Long ruban de 35 km enserrant la capitale, le périphérique avait été inauguré en grande pompe le 25 avril 1973 par le Premier ministre Pierre Messmer après 15 ans de travaux sur l'emplacement des anciennes fortifications de Paris.
"Sa construction aussi proche de Paris est révélateur de l'héritage de la civilisation automobile des trente glorieuses", souligne le politologue Romain Pasquier.
Aujourd'hui, la grande boucle, ses 38 portes et 6 échangeurs autoroutiers, drainent 1,1 million de véhicules par jour, ce qui en fait l'autoroute la plus chargée d'Europe.
Conséquence, une pollution de l'air au dioxyde d'azote très élevée qui atteint à son pourtour près de deux fois la valeur limite annuelle et un niveau de bruit de plus de 65 décibel (sonnerie de téléphone, aspirateur) considéré comme le seuil d'irritation de l'oreille interne.
Si pour limiter ces nuisances, des tronçons ont été couverts, 14 km de murs antibruits dressés, un enrobé phonique déroulé sur la moitié de la boucle et la vitesse limitée à 70 km/h, l'idée d'aller plus loin pour mieux intégrer le ruban de béton dans la ville s'est imposée comme un enjeu des municipales.
D'autant que le périph' est aussi perçu comme une barrière alors que la capitale se cherche un nouveau souffle au delà de ses frontières dans la construction de la métropole du Grand Paris.
Vitesse abaissée à 50 km/h
En juin dernier, les quarante préconisations d'une mission d'information et d'évaluation (MIE) sur le périph ont fait l'unanimité au Conseil de Paris.
Elles proposent de répondre à l'urgence sanitaire, avec notamment l'abaissement de la vitesse à 50 km/h, d'apaiser la circulation automobile par le développement des transports alternatifs d'ici 2040 avant de s'attaquer au réaménagement de l'espace occupé par le périphérique lui-même.
"A part Gaspard Gantzer (rallié à Agnès Buzyn) qui voulait détruire le périph, tout le monde s'accorde à ne pas vouloir se priver d'un ouvrage unique dans les grandes capitales pour distribuer la circulation", souligne le rapporteur de la MIE Eric Azière (MoDem).
"Je ne souhaite pas le détruire parce qu'on a besoin de ce lieu de circulation pour désengorger Paris", a confirmé à l'AFP la candidate LREM Agnès Buzyn
"Je pense que des passerelles ou des lieux de passage sont en revanche tout à fait envisageables avec les communes limitrophes (...) mais pas de grands travaux. Je pense que les Parisiens et les Parisiennes aujourd'hui sont épuisés des grands travaux", dit-elle.

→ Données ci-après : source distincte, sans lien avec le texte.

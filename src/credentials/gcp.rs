//! GCP workload identity federation credential configuration
//!
//! Produces the `external_account` document understood by Google client
//! libraries. The subject token is the projected service account token the
//! planner mounts into every container.

use serde::Serialize;

use crate::config::FederationConfig;
use crate::crd::{Provider, WorkloadIdentity};

const CREDENTIAL_TYPE: &str = "external_account";
const SUBJECT_TOKEN_TYPE: &str = "urn:ietf:params:oauth:token-type:jwt";
const TOKEN_FORMAT: &str = "text";

/// Field order is the serialization order.
#[derive(Debug, Serialize)]
struct ExternalAccount<'a> {
    universe_domain: &'a str,
    #[serde(rename = "type")]
    type_: &'static str,
    audience: String,
    subject_token_type: &'static str,
    token_url: &'a str,
    credential_source: CredentialSource,
    service_account_impersonation_url: String,
}

#[derive(Debug, Serialize)]
struct CredentialSource {
    file: String,
    format: TokenFormat,
}

#[derive(Debug, Serialize)]
struct TokenFormat {
    #[serde(rename = "type")]
    type_: &'static str,
}

/// Resource path of the pool provider, shared by both audiences
fn provider_resource(provider: &Provider) -> String {
    let spec = &provider.spec;
    format!(
        "projects/{}/locations/{}/workloadIdentityPools/{}/providers/{}",
        spec.project.number,
        spec.effective_location(),
        spec.pool_id,
        spec.provider_id
    )
}

/// STS audience written into the credential document
pub(crate) fn audience(provider: &Provider, config: &FederationConfig) -> String {
    format!(
        "//{}/{}",
        config.gcp.iam_authority,
        provider_resource(provider)
    )
}

/// Audience requested for the projected service account token
pub(crate) fn token_audience(provider: &Provider, config: &FederationConfig) -> String {
    format!(
        "https://{}/{}",
        config.gcp.iam_authority,
        provider_resource(provider)
    )
}

pub(crate) fn document(
    provider: &Provider,
    identity: &WorkloadIdentity,
    config: &FederationConfig,
) -> crate::Result<String> {
    let doc = ExternalAccount {
        universe_domain: &config.gcp.universe_domain,
        type_: CREDENTIAL_TYPE,
        audience: audience(provider, config),
        subject_token_type: SUBJECT_TOKEN_TYPE,
        token_url: &config.gcp.token_url,
        credential_source: CredentialSource {
            file: config.token_file(),
            format: TokenFormat {
                type_: TOKEN_FORMAT,
            },
        },
        service_account_impersonation_url: format!(
            "{}/projects/-/serviceAccounts/{}:generateAccessToken",
            config.gcp.iam_credentials_url, identity.spec.target_service_account
        ),
    };
    Ok(serde_json::to_string_pretty(&doc)?)
}
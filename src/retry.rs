//! Backoff for start-up calls that may fail while the API server settles
//!
//! The reconcile loop has its own requeue policy; this is for one-shot work
//! such as installing the CRDs before the controller starts watching.

use std::future::Future;
use std::time::Duration;

use rand::Rng;
use tracing::{error, warn};

/// Backoff settings
#[derive(Clone, Debug)]
pub struct RetryConfig {
    /// Give up after this many attempts (0 retries forever)
    pub max_attempts: u32,
    /// Delay before the second attempt
    pub initial_delay: Duration,
    /// Upper bound for any single delay
    pub max_delay: Duration,
    /// Growth factor applied after each failure
    pub backoff_multiplier: f64,
}

impl Default for RetryConfig {
    fn default() -> Self {
        Self {
            max_attempts: 0,
            initial_delay: Duration::from_millis(200),
            max_delay: Duration::from_secs(30),
            backoff_multiplier: 2.0,
        }
    }
}

impl RetryConfig {
    /// Default backoff, bounded to `attempts`
    pub fn with_max_attempts(attempts: u32) -> Self {
        Self {
            max_attempts: attempts,
            ..Default::default()
        }
    }

    fn exhausted(&self, attempt: u32) -> bool {
        self.max_attempts > 0 && attempt >= self.max_attempts
    }

    fn next_delay(&self, delay: Duration) -> Duration {
        let grown = delay.as_secs_f64() * self.backoff_multiplier;
        Duration::from_secs_f64(grown.min(self.max_delay.as_secs_f64()))
    }
}

/// Scale `delay` by a random factor in [0.5, 1.5)
fn jittered(delay: Duration) -> Duration {
    let factor = rand::thread_rng().gen_range(0.5..1.5);
    Duration::from_secs_f64(delay.as_secs_f64() * factor)
}

/// Run `operation` until it succeeds or attempts run out
pub async fn retry_with_backoff<F, Fut, T, E>(
    config: &RetryConfig,
    operation_name: &str,
    operation: F,
) -> Result<T, E>
where
    F: FnMut() -> Fut,
    Fut: Future<Output = Result<T, E>>,
    E: std::fmt::Display,
{
    retry_while(config, operation_name, operation, |_| true).await
}

/// Like [`retry_with_backoff`], but stops early on errors `should_retry` rejects
pub async fn retry_while<F, Fut, T, E, P>(
    config: &RetryConfig,
    operation_name: &str,
    mut operation: F,
    should_retry: P,
) -> Result<T, E>
where
    F: FnMut() -> Fut,
    Fut: Future<Output = Result<T, E>>,
    E: std::fmt::Display,
    P: Fn(&E) -> bool,
{
    let mut attempt = 0u32;
    let mut delay = config.initial_delay;

    loop {
        attempt += 1;
        let e = match operation().await {
            Ok(value) => return Ok(value),
            Err(e) => e,
        };

        if !should_retry(&e) {
            error!(operation = %operation_name, attempt, error = %e, "operation failed permanently");
            return Err(e);
        }
        if config.exhausted(attempt) {
            error!(operation = %operation_name, attempt, error = %e, "operation failed after max attempts");
            return Err(e);
        }

        let wait = jittered(delay);
        warn!(
            operation = %operation_name,
            attempt,
            error = %e,
            delay_ms = wait.as_millis() as u64,
            "operation failed, retrying"
        );
        tokio::time::sleep(wait).await;
        delay = config.next_delay(delay);
    }
}

#[cfg(test)]
mod tests {
    use super::*;
    use std::sync::atomic::{AtomicU32, Ordering};
    use std::sync::Arc;

    fn fast(max_attempts: u32) -> RetryConfig {
        RetryConfig {
            max_attempts,
            initial_delay: Duration::from_millis(1),
            max_delay: Duration::from_millis(5),
            backoff_multiplier: 2.0,
        }
    }

    #[test]
    fn delay_growth_is_capped() {
        let config = RetryConfig {
            max_delay: Duration::from_secs(1),
            ..Default::default()
        };
        assert_eq!(
            config.next_delay(Duration::from_millis(400)),
            Duration::from_millis(800)
        );
        assert_eq!(
            config.next_delay(Duration::from_millis(800)),
            Duration::from_secs(1)
        );
    }

    #[test]
    fn jitter_stays_within_bounds() {
        for _ in 0..100 {
            let d = jittered(Duration::from_millis(100));
            assert!(d >= Duration::from_millis(50));
            assert!(d < Duration::from_millis(150));
        }
    }

    #[test]
    fn zero_max_attempts_never_exhausts() {
        let config = RetryConfig::default();
        assert!(!config.exhausted(u32::MAX));
        assert!(RetryConfig::with_max_attempts(2).exhausted(2));
    }

    /// Story: CRD install races the API server coming up
    ///
    /// The first calls fail, then the server answers and the value is returned.
    #[tokio::test]
    async fn story_transient_failures_are_retried() {
        let calls = Arc::new(AtomicU32::new(0));
        let counter = calls.clone();

        let result: Result<&str, String> = retry_with_backoff(&fast(5), "install_crds", || {
            let counter = counter.clone();
            async move {
                if counter.fetch_add(1, Ordering::SeqCst) < 2 {
                    Err("connection refused".to_string())
                } else {
                    Ok("installed")
                }
            }
        })
        .await;

        assert_eq!(result, Ok("installed"));
        assert_eq!(calls.load(Ordering::SeqCst), 3);
    }

    #[tokio::test]
    async fn gives_up_after_max_attempts() {
        let calls = Arc::new(AtomicU32::new(0));
        let counter = calls.clone();

        let result: Result<(), &str> = retry_with_backoff(&fast(3), "install_crds", || {
            counter.fetch_add(1, Ordering::SeqCst);
            async { Err("down") }
        })
        .await;

        assert_eq!(result, Err("down"));
        assert_eq!(calls.load(Ordering::SeqCst), 3);
    }

    #[tokio::test]
    async fn permanent_errors_stop_immediately() {
        let calls = Arc::new(AtomicU32::new(0));
        let counter = calls.clone();

        let result: Result<(), crate::Error> = retry_while(
            &fast(0),
            "install_crds",
            || {
                counter.fetch_add(1, Ordering::SeqCst);
                async { Err(crate::Error::serialization("bad crd")) }
            },
            crate::Error::is_retryable,
        )
        .await;

        assert!(result.is_err());
        assert_eq!(calls.load(Ordering::SeqCst), 1);
    }
}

Pour la maire sortante Anne Hidalgo, le périphérique devra à terme être transformé en un boulevard urbain. "Cela veut dire, diminution de la vitesse, végétalisation sur une bonne vingtaine d'hectares -on peut planter entre 70.000 et 80.000 arbres", a expliqué à l'AFP le maire adjoint Jean-Louis Missika.
"Cela veut dire aussi à certains endroits des feux de signalisation, des passages piétons et, là où il y a quatre voies, une voie réservée aux véhicules propres, co-voiturage et transports en commun d'ici 2023 et une autre pour les piétons et les vélos", dit-il.
Mais avant de commencer à toucher à l'ouvrage, il faudra restreindre le flux automobile avec la mise en route du super métro autour de Paris, le "Grand Paris express", à partir de 2024 et apaiser la circulation des autoroutes et voies rapides à l'intérieur de l'A86, le "superpériphérique" parisien situé entre 2 et 7 km de la capitale.
"Nous sommes aussi pour transformer le périphérique en un boulevard urbain végétalisé", explique l'écologiste Fatoumata Koné qui souhaite cependant que les habitants soient consultés à ce sujet. Pour EELV la place gagnée sur le périph devra surtout répondre aux besoins locaux en matière de logements, d'infrastructures sportives ou culturelles.
Quant à Cédric Villani, défenseur d'un Paris agrandi, il appelle à "effacer le périphérique en tant que barrière physique, administrative et psychologique". Il faut, dit-il, "suturer, recouvrir là où c'est possible, dresser des passerelles et favoriser les déplacements doux".